Even with the law in place and enforcement by the police, the Japanese army issued notices. This is because a decision was made to establish new comfort stations and so many comfort women needed to be recruited. Thus, the army intended to prevent any increase in illegal acts committed by unscrupulous recruiters who might view recruitment as an opportunity.

If such illegal acts occurred frequently and got a lot of press, then the establishment of comfort stations would have come to the attention of the general public, which in turn would have evoked the anxiety of women involved in home-front defense. Of course, inclusion of high-risk prostitutes should also be prevented.

Accordingly, at least the Japanese army, apart from some exceptions, did not assist in illegal recruitment of comfort women and were not responsible for “coercion in the broad sense,” bordering on fraud or kidnapping. If there had been women who became comfort women by “coercion in the broad sense,” for all that, this would have been the fault of unscrupulous Korean recruiters and not the Japanese army.

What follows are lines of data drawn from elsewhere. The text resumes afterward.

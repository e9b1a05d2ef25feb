use crate::utils::*;
use arcade_core::{
    RunState, SNAKE_HIGH_SCORE_KEY, Scoreboard, Simulation, SnakeConfig, SnakeEngine, SnakeIntent,
    SnakeStep, SnakeView, snake_intent_for_key,
};
use gloo::events::EventListener;
use gloo::timers::callback::Interval;
use yew::prelude::*;

#[derive(Properties, Debug, Clone, PartialEq)]
pub(crate) struct SnakeProps {
    pub seed: u64,
}

#[derive(Copy, Clone, Debug, PartialEq)]
pub(crate) enum Msg {
    Tick,
    Intent(SnakeIntent),
    Restart,
}

pub(crate) struct SnakeGame {
    engine: SnakeEngine,
    scores: Scoreboard<LocalScores>,
    _ticker: Interval,
    _keys: EventListener,
}

impl SnakeGame {
    fn record(&mut self, step: SnakeStep) {
        if let SnakeStep::GameOver {
            new_high_score: true,
        } = step
        {
            self.scores.submit(self.engine.score());
        }
    }
}

impl Component for SnakeGame {
    type Message = Msg;
    type Properties = SnakeProps;

    fn create(ctx: &Context<Self>) -> Self {
        let scores = Scoreboard::load(LocalScores, SNAKE_HIGH_SCORE_KEY);
        let engine = SnakeEngine::new(SnakeConfig::default(), ctx.props().seed, scores.best())
            .expect("default snake config must be valid");

        let link = ctx.link().clone();
        let millis = engine.tick_interval().as_millis() as u32;
        let ticker = Interval::new(millis, move || link.send_message(Msg::Tick));
        let keys = keydown_listener(snake_intent_for_key, ctx.link().callback(Msg::Intent));

        log::debug!("snake mounted, best: {}", scores.best());
        Self {
            engine,
            scores,
            _ticker: ticker,
            _keys: keys,
        }
    }

    fn update(&mut self, _ctx: &Context<Self>, msg: Self::Message) -> bool {
        match msg {
            Msg::Tick => {
                let step = self.engine.step();
                self.record(step);
                step.has_update()
            }
            Msg::Intent(intent) => self.engine.apply(intent),
            Msg::Restart => {
                self.engine.reset();
                true
            }
        }
    }

    fn view(&self, ctx: &Context<Self>) -> Html {
        let view = SnakeView::from_engine(&self.engine);
        let (cols, rows) = view.size;

        let overlay = view.overlay().map(|text| {
            let (action, onclick) = match view.run_state {
                RunState::Over => (
                    "Play again",
                    ctx.link().callback(|_: MouseEvent| Msg::Restart),
                ),
                _ => (
                    "Resume",
                    ctx.link()
                        .callback(|_: MouseEvent| Msg::Intent(SnakeIntent::TogglePause)),
                ),
            };
            html! { <Overlay {text} {action} {onclick}/> }
        });

        html! {
            <section class="game snake">
                <ScoreLine score={view.score} high_score={view.high_score}/>
                <div class="board">
                    <table>
                        {
                            for (0..rows).map(|y| html! {
                                <tr>
                                    {
                                        for (0..cols).map(|x| html! {
                                            <td class={view.cell_at((x, y)).class_name()}/>
                                        })
                                    }
                                </tr>
                            })
                        }
                    </table>
                    {for overlay}
                </div>
                <p class="controls">{"Arrows steer, space pauses"}</p>
            </section>
        }
    }
}
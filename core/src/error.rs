use thiserror::Error;

#[derive(Error, Debug, Copy, Clone, PartialEq, Eq)]
pub enum GameError {
    #[error("Invalid coordinates")]
    InvalidCoords,
    #[error("Too many mines")]
    TooManyMines,
    #[error("Board shape does not match declared size")]
    InvalidBoardShape,
    #[error("Two pieces of state occupy the same cell")]
    OverlappingCells,
    #[error("Grid must have at least one cell")]
    EmptyGrid,
}

pub type Result<T> = core::result::Result<T, GameError>;
use rand::Rng;
use serde::{Deserialize, Serialize};

/// Side of the largest shape matrix (the `I` piece).
pub const MAX_SHAPE_DIM: usize = 4;

/// Offset of a cell inside the board, may point above or left of it while validating.
pub type Offset = (i16, i16);

#[derive(Copy, Clone, Debug, PartialEq, Eq, Hash, Serialize, Deserialize)]
pub enum Tetromino {
    I,
    J,
    L,
    O,
    S,
    T,
    Z,
}

impl Tetromino {
    pub const ALL: [Tetromino; 7] = [
        Self::I,
        Self::J,
        Self::L,
        Self::O,
        Self::S,
        Self::T,
        Self::Z,
    ];

    /// Uniform draw over the seven kinds.
    pub fn random<R: Rng + ?Sized>(rng: &mut R) -> Self {
        Self::ALL[rng.random_range(0..Self::ALL.len())]
    }

    /// Non-zero identifier stored for locked cells.
    pub const fn id(self) -> u8 {
        self as u8 + 1
    }

    pub const fn class_name(self) -> &'static str {
        match self {
            Self::I => "piece-i",
            Self::J => "piece-j",
            Self::L => "piece-l",
            Self::O => "piece-o",
            Self::S => "piece-s",
            Self::T => "piece-t",
            Self::Z => "piece-z",
        }
    }

    /// Spawn orientation.
    pub fn shape(self) -> Shape {
        match self {
            Self::I => Shape::from_rows(&[&[0, 0, 0, 0], &[1, 1, 1, 1], &[0, 0, 0, 0], &[0, 0, 0, 0]]),
            Self::J => Shape::from_rows(&[&[1, 0, 0], &[1, 1, 1], &[0, 0, 0]]),
            Self::L => Shape::from_rows(&[&[0, 0, 1], &[1, 1, 1], &[0, 0, 0]]),
            Self::O => Shape::from_rows(&[&[1, 1], &[1, 1]]),
            Self::S => Shape::from_rows(&[&[0, 1, 1], &[1, 1, 0], &[0, 0, 0]]),
            Self::T => Shape::from_rows(&[&[0, 1, 0], &[1, 1, 1], &[0, 0, 0]]),
            Self::Z => Shape::from_rows(&[&[1, 1, 0], &[0, 1, 1], &[0, 0, 0]]),
        }
    }
}

/// Square boolean matrix of a piece in its current orientation, indexed `[row][col]`.
#[derive(Copy, Clone, Debug, PartialEq, Eq, Serialize, Deserialize)]
pub struct Shape {
    dim: u8,
    cells: [[bool; MAX_SHAPE_DIM]; MAX_SHAPE_DIM],
}

impl Shape {
    fn from_rows(rows: &[&[u8]]) -> Self {
        let mut cells = [[false; MAX_SHAPE_DIM]; MAX_SHAPE_DIM];
        for (r, row) in rows.iter().enumerate() {
            for (c, &value) in row.iter().enumerate() {
                cells[r][c] = value != 0;
            }
        }
        Self {
            dim: rows.len() as u8,
            cells,
        }
    }

    pub fn dim(&self) -> usize {
        self.dim.into()
    }

    pub fn is_filled(&self, row: usize, col: usize) -> bool {
        row < self.dim() && col < self.dim() && self.cells[row][col]
    }

    /// Quarter turn clockwise: transpose, then reverse each row.
    pub fn rotated_cw(&self) -> Self {
        let n = self.dim();
        let mut cells = [[false; MAX_SHAPE_DIM]; MAX_SHAPE_DIM];
        for (r, row) in cells.iter_mut().enumerate().take(n) {
            for (c, cell) in row.iter_mut().enumerate().take(n) {
                *cell = self.cells[n - 1 - c][r];
            }
        }
        Self {
            dim: self.dim,
            cells,
        }
    }

    /// Filled cells as `(dx, dy)` offsets from the top-left corner.
    pub fn offsets(&self) -> impl Iterator<Item = Offset> + '_ {
        let n = self.dim();
        (0..n).flat_map(move |r| {
            (0..n)
                .filter(move |&c| self.cells[r][c])
                .map(move |c| (c as i16, r as i16))
        })
    }
}

/// The falling piece: kind, top-left anchor and current orientation.
#[derive(Copy, Clone, Debug, PartialEq, Eq, Serialize, Deserialize)]
pub struct ActivePiece {
    pub kind: Tetromino,
    pub position: Offset,
    pub shape: Shape,
}

impl ActivePiece {
    pub fn spawn(kind: Tetromino, position: Offset) -> Self {
        Self {
            kind,
            position,
            shape: kind.shape(),
        }
    }

    pub fn shifted(&self, (dx, dy): Offset) -> Self {
        let (x, y) = self.position;
        Self {
            position: (x + dx, y + dy),
            ..*self
        }
    }

    pub fn rotated(&self) -> Self {
        Self {
            shape: self.shape.rotated_cw(),
            ..*self
        }
    }

    /// Absolute board cells covered by the piece.
    pub fn cells(&self) -> impl Iterator<Item = Offset> + '_ {
        let (x, y) = self.position;
        self.shape.offsets().map(move |(dx, dy)| (x + dx, y + dy))
    }
}
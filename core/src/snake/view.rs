use ndarray::Array2;
use serde::{Deserialize, Serialize};

use crate::*;

#[derive(Copy, Clone, Debug, Default, PartialEq, Eq, Serialize, Deserialize)]
pub enum SnakeCell {
    #[default]
    Empty,
    Head,
    Body,
    Food,
}

impl SnakeCell {
    pub const fn class_name(self) -> &'static str {
        match self {
            Self::Empty => "empty",
            Self::Head => "snake head",
            Self::Body => "snake",
            Self::Food => "food",
        }
    }
}

#[derive(Clone, Debug, PartialEq, Serialize, Deserialize)]
pub struct SnakeView {
    pub size: Coord2,
    pub cells: Array2<SnakeCell>,
    pub score: u32,
    pub high_score: u32,
    pub run_state: RunState,
}

impl SnakeView {
    pub fn from_engine(engine: &SnakeEngine) -> Self {
        let size = engine.config().grid();
        let mut cells: Array2<SnakeCell> = Array2::default(size.to_nd_index());

        if let Some(food) = engine.food() {
            cells[food.to_nd_index()] = SnakeCell::Food;
        }
        for (i, segment) in engine.body().iter().enumerate() {
            cells[segment.to_nd_index()] = if i == 0 {
                SnakeCell::Head
            } else {
                SnakeCell::Body
            };
        }

        Self {
            size,
            cells,
            score: engine.score(),
            high_score: engine.high_score(),
            run_state: engine.run_state(),
        }
    }

    pub fn cell_at(&self, coords: Coord2) -> SnakeCell {
        self.cells[coords.to_nd_index()]
    }

    pub fn overlay(&self) -> Option<&'static str> {
        match self.run_state {
            RunState::Running => None,
            RunState::Paused => Some("Paused"),
            RunState::Over => Some("Game over!"),
        }
    }
}

#[cfg(test)]
mod tests {
    use super::*;

    #[test]
    fn from_engine_marks_head_body_and_food() {
        let engine = SnakeEngine::from_parts(
            SnakeConfig::default(),
            &[(3, 3), (2, 3)],
            (7, 1),
            Direction::Right,
            0,
        )
        .unwrap();

        let view = SnakeView::from_engine(&engine);

        assert_eq!(view.cell_at((3, 3)), SnakeCell::Head);
        assert_eq!(view.cell_at((2, 3)), SnakeCell::Body);
        assert_eq!(view.cell_at((7, 1)), SnakeCell::Food);
        assert_eq!(view.cell_at((0, 0)), SnakeCell::Empty);
        assert_eq!(view.cells.iter().filter(|c| **c != SnakeCell::Empty).count(), 3);
        assert_eq!(view.score, 1);
        assert_eq!(view.overlay(), None);
    }

    #[test]
    fn overlay_follows_run_state() {
        let mut engine = SnakeEngine::new(SnakeConfig::default(), 3, 0).unwrap();
        engine.toggle_pause();

        assert_eq!(SnakeView::from_engine(&engine).overlay(), Some("Paused"));
    }
}
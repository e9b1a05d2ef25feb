use ndarray::Array2;
use serde::{Deserialize, Serialize};

use crate::*;

#[derive(Copy, Clone, Debug, Default, PartialEq, Eq, Serialize, Deserialize)]
pub enum TetrisCell {
    #[default]
    Empty,
    Locked(Tetromino),
    /// Part of the falling piece.
    Active(Tetromino),
}

impl TetrisCell {
    pub const fn class_name(self) -> &'static str {
        match self {
            Self::Empty => "empty",
            Self::Locked(kind) | Self::Active(kind) => kind.class_name(),
        }
    }

    pub const fn kind(self) -> Option<Tetromino> {
        match self {
            Self::Empty => None,
            Self::Locked(kind) | Self::Active(kind) => Some(kind),
        }
    }
}

#[derive(Clone, Debug, PartialEq, Serialize, Deserialize)]
pub struct TetrisView {
    pub size: Coord2,
    pub cells: Array2<TetrisCell>,
    pub next: Tetromino,
    pub next_shape: Shape,
    pub score: u32,
    pub high_score: u32,
    pub run_state: RunState,
}

impl TetrisView {
    pub fn from_engine(engine: &TetrisEngine) -> Self {
        let board = engine.board();
        let size = board.size();
        let mut cells: Array2<TetrisCell> = Array2::default(size.to_nd_index());

        for (coords, cell) in board.iter() {
            if let Some(kind) = cell {
                cells[coords.to_nd_index()] = TetrisCell::Locked(kind);
            }
        }

        let active = engine.active();
        for (x, y) in active.cells() {
            // rows above the visible board are not drawn
            let (Ok(x), Ok(y)) = (Coord::try_from(x), Coord::try_from(y)) else {
                continue;
            };
            if x < size.0 && y < size.1 {
                cells[(x, y).to_nd_index()] = TetrisCell::Active(active.kind);
            }
        }

        Self {
            size,
            cells,
            next: engine.next(),
            next_shape: engine.next().shape(),
            score: engine.score(),
            high_score: engine.high_score(),
            run_state: engine.run_state(),
        }
    }

    pub fn cell_at(&self, coords: Coord2) -> TetrisCell {
        self.cells[coords.to_nd_index()]
    }

    pub fn overlay(&self) -> Option<&'static str> {
        match self.run_state {
            RunState::Running => None,
            RunState::Paused => Some("Paused"),
            RunState::Over => Some("Game over!"),
        }
    }
}
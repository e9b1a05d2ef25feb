use ndarray::Array2;
use serde::{Deserialize, Serialize};

/// Single coordinate axis used for grid width, height, and positions.
pub type Coord = u8;

/// Count type used for mine counts and total-cell counts.
pub type CellCount = u16;

/// Two-dimensional coordinates `(x, y)`.
pub type Coord2 = (Coord, Coord);

pub trait ToNdIndex {
    type Output;
    fn to_nd_index(self) -> Self::Output;
}

impl ToNdIndex for Coord2 {
    type Output = [usize; 2];

    fn to_nd_index(self) -> Self::Output {
        [self.0.into(), self.1.into()]
    }
}

pub const fn mult(a: Coord, b: Coord) -> CellCount {
    let a = a as CellCount;
    let b = b as CellCount;
    a.saturating_mul(b)
}

/// Heading on a grid, `y` grows downwards.
#[derive(Copy, Clone, Debug, PartialEq, Eq, Hash, Serialize, Deserialize)]
pub enum Direction {
    Up,
    Down,
    Left,
    Right,
}

impl Direction {
    pub const ALL: [Direction; 4] = [Self::Up, Self::Down, Self::Left, Self::Right];

    pub const fn opposite(self) -> Self {
        use Direction::*;
        match self {
            Up => Down,
            Down => Up,
            Left => Right,
            Right => Left,
        }
    }

    pub const fn delta(self) -> (i8, i8) {
        use Direction::*;
        match self {
            Up => (0, -1),
            Down => (0, 1),
            Left => (-1, 0),
            Right => (1, 0),
        }
    }

    /// Moves `coords` one cell along this direction, wrapping around a `size` grid.
    pub fn step_wrapping(self, (x, y): Coord2, (size_x, size_y): Coord2) -> Coord2 {
        let (dx, dy) = self.delta();
        let wrap = |value: Coord, delta: i8, size: Coord| -> Coord {
            let size = i16::from(size);
            (i16::from(value) + i16::from(delta)).rem_euclid(size) as Coord
        };
        (wrap(x, dx, size_x), wrap(y, dy, size_y))
    }
}

/// Run state shared by the tick-driven arcade games.
#[derive(Copy, Clone, Debug, Default, PartialEq, Eq, Serialize, Deserialize)]
pub enum RunState {
    #[default]
    Running,
    Paused,
    Over,
}

impl RunState {
    pub const fn is_running(self) -> bool {
        matches!(self, Self::Running)
    }

    pub const fn is_over(self) -> bool {
        matches!(self, Self::Over)
    }

    /// Flips between running and paused, a finished game stays finished.
    pub const fn toggled(self) -> Self {
        match self {
            Self::Running => Self::Paused,
            Self::Paused => Self::Running,
            Self::Over => Self::Over,
        }
    }
}

pub trait NeighborIterExt {
    fn iter_neighbors(&self, index: Coord2) -> NeighborIter;
}

impl<T> NeighborIterExt for Array2<T> {
    fn iter_neighbors(&self, index: Coord2) -> NeighborIter {
        let (dim_x, dim_y) = self.dim();
        let size = (
            dim_x.try_into().unwrap_or(Coord::MAX),
            dim_y.try_into().unwrap_or(Coord::MAX),
        );
        NeighborIter::new(index, size)
    }
}

const DISPLACEMENTS: [(i8, i8); 8] = [
    (-1, -1),
    (0, -1),
    (1, -1),
    (-1, 0),
    (1, 0),
    (-1, 1),
    (0, 1),
    (1, 1),
];

/// Applies `delta` to `coords`, returning a value only when it remains in bounds.
fn apply_delta(coords: Coord2, delta: (i8, i8), bounds: Coord2) -> Option<Coord2> {
    let (x, y) = coords;
    let (dx, dy) = delta;
    let (max_x, max_y) = bounds;

    let next_x = x.checked_add_signed(dx)?;
    if next_x >= max_x {
        return None;
    }

    let next_y = y.checked_add_signed(dy)?;
    if next_y >= max_y {
        return None;
    }

    Some((next_x, next_y))
}

/// Iterates over the in-bounds cells among the eight surrounding `center`.
#[derive(Debug)]
pub struct NeighborIter {
    center: Coord2,
    bounds: Coord2,
    index: u8,
}

impl NeighborIter {
    pub fn new(center: Coord2, bounds: Coord2) -> Self {
        Self {
            center,
            bounds,
            index: 0,
        }
    }
}

impl Iterator for NeighborIter {
    type Item = Coord2;

    fn next(&mut self) -> Option<Self::Item> {
        loop {
            if usize::from(self.index) >= DISPLACEMENTS.len() {
                return None;
            }

            let next_item =
                apply_delta(self.center, DISPLACEMENTS[self.index as usize], self.bounds);
            self.index += 1;

            if next_item.is_some() {
                return next_item;
            }
        }
    }
}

Furthermore, if women who had been deceived or kidnapped were headed for either active battle zones or occupied areas, Japanese authorities would have demanded the presentation of five documents (a license for prostitution, a letter of consent, a personal background report, a sealed certificate and a copy of a family register) in addition to the contract and thoroughly checked them. This was intended to prevent risky comfort women from entering comfort stations.

Nagai Kazu, a professor at the Faculty of Literature, Kyoto Tachibana University gives an example of certain people commissioned by the Consulate General of Japan in Shanghai, lacking a recruiter’s license, who recruited comfort women in Tanabe, Wakayama Prefecture. They were arrested but soon released. Nagai argues that the Japanese authorities eased up on the crackdown.(53) However, we do not know if the women gathered were exempted from examination of their five documents. Most likely, they underwent an examination.

The reason the recruiters who arrested in Tanabe were commissioned by the Consulate General of Japan in Shanghai, but did not have a recruiter’s license, is probably that there were no recruiters in Shanghai, where licensed prostitution had been abolished. Accordingly, as a special measure, the Consulate General commissioned those without a license, of which the Home Ministry and local police stations were notified. The Home Ministry and the police were ready because both had been notified.

While unusual, this was hardly normal. Not all of those cases were allowed to pass as special measures. Around the same time, in Miyagi and Yamagata Prefectures, the police issued warnings of brokers trying to recruit women. The recruiters in Tanabe were arrested. Sure enough, crackdowns were strictly enforced.

More importantly, for preventing problems like the one in Tanabe, the Japanese army issued a notice Gun’ianjo jugyofuto boshu ni kansuru ken (“Regarding the Recruitment of Military Comfort Women”), which was intended for subsequent cases wherein army expeditionary forces needed to commission brokers to recruit comfort women and prescribes cooperation with the local police in mainland Japan and the colonies.(54)

This indicates that the Japanese army did not constantly overlook illegal acts committed by recruiters. In other words, there was no “conspiracy” between the Japanese army and recruiters except in exceptional cases.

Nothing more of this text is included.